В прошлом не раз бывали такие попытки; с именем Манетерена связаны воспоминания о могуществе и силе, и знаменем его пользовался всякий, кто хотел поднять восстание.
– Потому что именно оно будет притягивать к себе все взгляды. – Фэйли подалась к мужу. – Простолюдины будут улыбаться тебе в лицо, ожидая, что ты проедешь и не вернешься. А что до высокородных, то у них перед глазами всего хватает, и они не станут оглядываться дважды, если ты их за нос не схватишь. По сравнению с Шончан, с Пророком или с Белоплащниками, человек, решивший возродить Манетерен, – мелкая букашка. И я бы сказала, что сейчас Башне будет не до него. – Она улыбнулась шире, и по загоревшемуся в глазах огоньку стало ясно, что Фэйли близка к главному. – Но что самое важное – никто не подумает, что на уме у этого человека нечто другое. – Вдруг ее улыбка исчезла, и она ткнула мужа в нос твердым пальчиком. – И не называй себя идиотом, Перрин т’Башир Айбара. Даже вот так, в разговоре со мной. Ты совсем не идиот. А мне такие слова не нравятся. – В ее запахе проявились крохотные колючки – не настоящий гнев, но явное неудовольствие.
Переменчивая, как ртуть. Зимородок, мелькающий быстрее мысли. Быстрее, чем его мысль. Перрину в голову никогда бы не пришло скрываться столь... нахально. Но смысл в этом был. Все равно что скрыть, что ты убийца, объявив себя вором. Может, получится.
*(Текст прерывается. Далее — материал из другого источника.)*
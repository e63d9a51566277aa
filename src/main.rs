// ==========================================
// 仓储 ERP 后台 - 命令行入口
// ==========================================
// 用法:
//   erp-backoffice allocate <订单号清单.csv|.xlsx>
//   erp-backoffice redistribute "<操作名>" <开始日期> <结束日期> [--commit]
//   erp-backoffice log [条数]
// 环境变量:
//   ERP_BACKOFFICE_DB_DIR       数据库目录（<schema>.db）
//   ERP_BACKOFFICE_STAGING_DIR  导出暂存目录
//   RUST_LOG                    日志级别
// ==========================================

use anyhow::{anyhow, Context};
use erp_backoffice::app::AppState;
use erp_backoffice::config::AppConfig;
use erp_backoffice::engine::RedistributionRequest;
use std::path::Path;

const USAGE: &str = "用法:
  erp-backoffice allocate <file>
  erp-backoffice redistribute <action> <start_date> <end_date> [--commit]
  erp-backoffice log [limit]";

#[tokio::main]
async fn main() -> anyhow::Result<()> {
    erp_backoffice::logging::init();

    let args: Vec<String> = std::env::args().skip(1).collect();
    let command = match args.first() {
        Some(c) => c.as_str(),
        None => {
            eprintln!("{}", USAGE);
            return Ok(());
        }
    };

    tracing::info!("{} v{}", erp_backoffice::APP_NAME, erp_backoffice::VERSION);

    let state = AppState::new(AppConfig::from_env())
        .await
        .map_err(|e| anyhow!(e))?;
    let actor = std::env::var("USER").unwrap_or_else(|_| "cli".to_string());

    match command {
        "allocate" => {
            let file = args.get(1).ok_or_else(|| anyhow!("缺少文件参数\n{}", USAGE))?;
            let response = state
                .allocation_api
                .allocate_upload(Path::new(file), &actor)
                .await?;
            println!("{}", serde_json::to_string_pretty(&response)?);
        }
        "redistribute" => {
            if args.len() < 4 {
                return Err(anyhow!("参数不足\n{}", USAGE));
            }
            let request = RedistributionRequest {
                action: args[1].clone(),
                start_date: args[2].clone(),
                end_date: args[3].clone(),
                dry_run: !args.iter().skip(4).any(|a| a == "--commit"),
            };
            let response = state.redistribution_api.run(&request, &actor).await?;
            println!("{}", serde_json::to_string_pretty(&response)?);
        }
        "log" => {
            let limit = match args.get(1) {
                Some(v) => v.parse::<i64>().context("limit 必须为整数")?,
                None => 20,
            };
            let logs = state.action_log_repo.list_recent(limit)?;
            println!("{}", serde_json::to_string_pretty(&logs)?);
        }
        other => {
            return Err(anyhow!("未知命令: {}\n{}", other, USAGE));
        }
    }

    Ok(())
}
Посмеиваясь, Перрин поцеловал кончики пальцев жены.
– Ладно, пусть остается, – сказал он. И Красный Орел, и Волчья Голова тоже. Кровь и проклятый пепел! – Но Аллиандре должна знать правду. Если она решит, будто Ранд намерен сделать из меня короля Манетерена и отобрать ее земли...
Фэйли встала так резко и отвернулась, что он испугался, не допустил ли ошибку, заикнувшись о королеве. От Аллиандре легко перейти к Берелейн, а Фэйли пахла... вспыльчиво. Настороженно.
Но она сказала, бросив через плечо:
– Пусть Аллиандре не тревожит Перрина Златоокого. Эта птичка, считай, в силках, муж мой. И пора подумать о том, как отыскать Масиму.
Грациозно опустившись на колени возле маленького сундучка, стоявшего рядом со стеной палатки, единственного сундучка без покрывал, Фэйли подняла крышку и принялась вытаскивать свернутые карты.
Перрин надеялся, что она права насчет Аллиандре, ибо не знал, что делать, если она ошибается. Будь он хотя бы вполовину таким, каким его считала жена! Аллиандре – птичка в сетях, Шончан разлетаются в разные стороны, Перрин Златоокий хватает за шкирку Пророка и приводит его к Ранду, будь у Масимы даже десять тысяч человек. И ни впервые Перрин осознал, что, какие бы боль и обиду не причинял ему гнев Фэйли, он больше боится ее разочаровать. Если он увидит в ее глазах разочарование, у него разорвется сердце.